## Try it
These entries are to be retyped in full, word for word.

## Data records
════════════════
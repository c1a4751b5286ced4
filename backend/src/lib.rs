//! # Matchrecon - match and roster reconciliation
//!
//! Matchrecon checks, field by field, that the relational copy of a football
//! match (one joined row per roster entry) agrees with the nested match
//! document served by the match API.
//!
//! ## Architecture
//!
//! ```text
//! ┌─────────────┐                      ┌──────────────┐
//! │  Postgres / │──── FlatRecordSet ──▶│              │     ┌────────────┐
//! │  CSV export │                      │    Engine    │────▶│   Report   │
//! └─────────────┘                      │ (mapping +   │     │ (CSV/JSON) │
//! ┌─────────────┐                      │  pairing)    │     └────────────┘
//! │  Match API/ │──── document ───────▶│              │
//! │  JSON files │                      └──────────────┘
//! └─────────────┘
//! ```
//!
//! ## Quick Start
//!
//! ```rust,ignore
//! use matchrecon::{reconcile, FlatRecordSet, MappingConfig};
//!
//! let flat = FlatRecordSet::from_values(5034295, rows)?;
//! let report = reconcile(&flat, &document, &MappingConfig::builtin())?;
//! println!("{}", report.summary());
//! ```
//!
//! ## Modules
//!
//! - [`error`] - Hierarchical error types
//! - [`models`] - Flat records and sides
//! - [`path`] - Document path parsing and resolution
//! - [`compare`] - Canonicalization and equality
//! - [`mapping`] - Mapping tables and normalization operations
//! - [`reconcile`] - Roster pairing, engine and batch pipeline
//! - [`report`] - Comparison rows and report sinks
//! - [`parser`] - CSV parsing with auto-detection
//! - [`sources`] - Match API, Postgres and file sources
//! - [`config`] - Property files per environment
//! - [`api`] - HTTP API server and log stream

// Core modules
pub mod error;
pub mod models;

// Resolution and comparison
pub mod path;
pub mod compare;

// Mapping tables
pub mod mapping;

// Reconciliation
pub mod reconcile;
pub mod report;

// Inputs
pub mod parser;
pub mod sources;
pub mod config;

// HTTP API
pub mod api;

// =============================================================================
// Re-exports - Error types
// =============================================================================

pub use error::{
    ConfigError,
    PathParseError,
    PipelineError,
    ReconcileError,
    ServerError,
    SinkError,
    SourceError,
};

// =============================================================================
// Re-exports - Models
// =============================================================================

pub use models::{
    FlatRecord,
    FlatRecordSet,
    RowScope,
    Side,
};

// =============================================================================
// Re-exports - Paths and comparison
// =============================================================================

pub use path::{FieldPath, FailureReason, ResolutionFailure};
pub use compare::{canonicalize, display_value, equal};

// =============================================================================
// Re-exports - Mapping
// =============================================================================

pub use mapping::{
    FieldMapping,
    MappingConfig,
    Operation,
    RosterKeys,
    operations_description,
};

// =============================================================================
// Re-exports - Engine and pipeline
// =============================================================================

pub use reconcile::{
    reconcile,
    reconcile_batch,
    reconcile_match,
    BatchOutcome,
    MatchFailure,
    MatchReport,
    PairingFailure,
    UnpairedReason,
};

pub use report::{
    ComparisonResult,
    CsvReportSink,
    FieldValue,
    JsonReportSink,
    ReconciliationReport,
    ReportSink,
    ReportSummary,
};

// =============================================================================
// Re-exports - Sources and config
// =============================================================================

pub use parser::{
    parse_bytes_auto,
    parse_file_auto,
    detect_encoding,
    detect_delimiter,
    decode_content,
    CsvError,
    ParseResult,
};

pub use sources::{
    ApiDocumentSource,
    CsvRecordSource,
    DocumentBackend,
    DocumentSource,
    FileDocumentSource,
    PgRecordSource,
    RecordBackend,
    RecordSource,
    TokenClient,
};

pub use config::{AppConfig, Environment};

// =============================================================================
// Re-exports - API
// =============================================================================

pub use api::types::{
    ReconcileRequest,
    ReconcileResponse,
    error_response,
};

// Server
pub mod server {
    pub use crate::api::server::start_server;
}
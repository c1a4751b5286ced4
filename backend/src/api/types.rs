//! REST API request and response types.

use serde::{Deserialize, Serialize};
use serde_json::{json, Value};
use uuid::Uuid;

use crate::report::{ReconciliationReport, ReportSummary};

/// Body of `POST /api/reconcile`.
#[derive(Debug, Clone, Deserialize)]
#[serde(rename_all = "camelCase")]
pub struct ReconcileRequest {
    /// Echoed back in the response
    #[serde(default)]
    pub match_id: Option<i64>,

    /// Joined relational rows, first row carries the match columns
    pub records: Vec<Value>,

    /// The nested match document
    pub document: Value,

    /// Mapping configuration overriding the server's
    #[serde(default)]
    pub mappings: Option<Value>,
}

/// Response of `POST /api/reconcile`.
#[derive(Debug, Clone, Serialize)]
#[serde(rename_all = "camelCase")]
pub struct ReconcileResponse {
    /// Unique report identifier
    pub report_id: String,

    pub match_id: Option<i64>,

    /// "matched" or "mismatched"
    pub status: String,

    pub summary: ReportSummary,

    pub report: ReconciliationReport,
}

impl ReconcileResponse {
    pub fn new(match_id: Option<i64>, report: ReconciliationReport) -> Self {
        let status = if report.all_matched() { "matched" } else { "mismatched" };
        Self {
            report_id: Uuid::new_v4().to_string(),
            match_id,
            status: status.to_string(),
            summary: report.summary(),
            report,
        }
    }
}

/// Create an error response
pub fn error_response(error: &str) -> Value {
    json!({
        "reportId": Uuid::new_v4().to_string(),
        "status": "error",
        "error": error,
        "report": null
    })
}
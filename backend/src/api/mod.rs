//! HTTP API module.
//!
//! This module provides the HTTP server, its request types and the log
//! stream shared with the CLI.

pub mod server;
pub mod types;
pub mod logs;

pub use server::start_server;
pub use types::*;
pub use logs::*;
════════════════
## Answer space
repository c1a4751b5286ced4
filename backend/src/lib.rs
//! # Matchrecon - match and roster reconciliation
//!
//! Matchrecon checks, field by field, that the relational copy of a football
//! match (one joined row per roster entry) agrees with the nested match
//! document served by the match API.
//!
//! ## Architecture
//!
//! ```text
//! ┌─────────────┐                      ┌──────────────┐
//! │  Postgres / │──── FlatRecordSet ──▶│              │     ┌────────────┐
//! │  CSV export │                      │    Engine    │────▶│   Report   │
//! └─────────────┘                      │ (mapping +   │     │ (CSV/JSON) │
//! ┌─────────────┐                      │  pairing)    │     └────────────┘
//! │  Match API/ │──── document ───────▶│              │
//! │  JSON files │                      └──────────────┘
//! └─────────────┘
//! ```
//!
//! ## Quick Start
//!
//! ```rust,ignore
//! use matchrecon::{reconcile, FlatRecordSet, MappingConfig};
//!
//! let flat = FlatRecordSet::from_values(5034295, rows)?;
//! let report = reconcile(&flat, &document, &MappingConfig::builtin())?;
//! println!("{}", report.summary());
//! ```
//!
//! ## Modules
//!
//! - [`error`] - Hierarchical error types
//! - [`models`] - Flat records and sides
//! - [`path`] - Document path parsing and resolution
//! - [`compare`] - Canonicalization and equality
//! - [`mapping`] - Mapping tables and normalization operations
//! - [`reconcile`] - Roster pairing, engine and batch pipeline
//! - [`report`] - Comparison rows and report sinks
//! - [`parser`] - CSV parsing with auto-detection
//! - [`sources`] - Match API, Postgres and file sources
//! - [`config`] - Property files per environment
//! - [`api`] - HTTP API server and log stream

// Core modules
pub mod error;
pub mod models;

// Resolution and comparison
pub mod path;
pub mod compare;

// Mapping tables
pub mod mapping;

// Reconciliation
pub mod reconcile;
pub mod report;

// Inputs
pub mod parser;
pub mod sources;
pub mod config;

// HTTP API
pub mod api;

// =============================================================================
// Re-exports - Error types
// =============================================================================

pub use error::{
    ConfigError,
    PathParseError,
    PipelineError,
    ReconcileError,
    ServerError,
    SinkError,
    SourceError,
};

// =============================================================================
// Re-exports - Models
// =============================================================================

pub use models::{
    FlatRecord,
    FlatRecordSet,
    RowScope,
    Side,
};

// =============================================================================
// Re-exports - Paths and comparison
// =============================================================================

pub use path::{FieldPath, FailureReason, ResolutionFailure};
pub use compare::{canonicalize, display_value, equal};

// =============================================================================
// Re-exports - Mapping
// =============================================================================

pub use mapping::{
    FieldMapping,
    MappingConfig,
    Operation,
    RosterKeys,
    operations_description,
};

// =============================================================================
// Re-exports - Engine and pipeline
// =============================================================================

pub use reconcile::{
    reconcile,
    reconcile_batch,
    reconcile_match,
    BatchOutcome,
    MatchFailure,
    MatchReport,
    PairingFailure,
    UnpairedReason,
};

pub use report::{
    ComparisonResult,
    CsvReportSink,
    FieldValue,
    JsonReportSink,
    ReconciliationReport,
    ReportSink,
    ReportSummary,
};

// =============================================================================
// Re-exports - Sources and config
// =============================================================================

pub use parser::{
    parse_bytes_auto,
    parse_file_auto,
    detect_encoding,
    detect_delimiter,
    decode_content,
    CsvError,
    ParseResult,
};

pub use sources::{
    ApiDocumentSource,
    CsvRecordSource,
    DocumentBackend,
    DocumentSource,
    FileDocumentSource,
    PgRecordSource,
    RecordBackend,
    RecordSource,
    TokenClient,
};

pub use config::{AppConfig, Environment};

// =============================================================================
// Re-exports - API
// =============================================================================

pub use api::types::{
    ReconcileRequest,
    ReconcileResponse,
    error_response,
};

// Server
pub mod server {
    pub use crate::api::server::start_server;
}
repository c1a4751b5286ced4
filename backend/src/api/types.rs
//! REST API request and response types.

use serde::{Deserialize, Serialize};
use serde_json::{json, Value};
use uuid::Uuid;

use crate::report::{ReconciliationReport, ReportSummary};

/// Body of `POST /api/reconcile`.
#[derive(Debug, Clone, Deserialize)]
#[serde(rename_all = "camelCase")]
pub struct ReconcileRequest {
    /// Echoed back in the response
    #[serde(default)]
    pub match_id: Option<i64>,

    /// Joined relational rows, first row carries the match columns
    pub records: Vec<Value>,

    /// The nested match document
    pub document: Value,

    /// Mapping configuration overriding the server's
    #[serde(default)]
    pub mappings: Option<Value>,
}

/// Response of `POST /api/reconcile`.
#[derive(Debug, Clone, Serialize)]
#[serde(rename_all = "camelCase")]
pub struct ReconcileResponse {
    /// Unique report identifier
    pub report_id: String,

    pub match_id: Option<i64>,

    /// "matched" or "mismatched"
    pub status: String,

    pub summary: ReportSummary,

    pub report: ReconciliationReport,
}

impl ReconcileResponse {
    pub fn new(match_id: Option<i64>, report: ReconciliationReport) -> Self {
        let status = if report.all_matched() { "matched" } else { "mismatched" };
        Self {
            report_id: Uuid::new_v4().to_string(),
            match_id,
            status: status.to_string(),
            summary: report.summary(),
            report,
        }
    }
}

/// Create an error response
pub fn error_response(error: &str) -> Value {
    json!({
        "reportId": Uuid::new_v4().to_string(),
        "status": "error",
        "error": error,
        "report": null
    })
}
filename backend/src/api/mod.rs
//! HTTP API module.
//!
//! This module provides the HTTP server, its request types and the log
//! stream shared with the CLI.

pub mod server;
pub mod types;
pub mod logs;

pub use server::start_server;
pub use types::*;
pub use logs::*;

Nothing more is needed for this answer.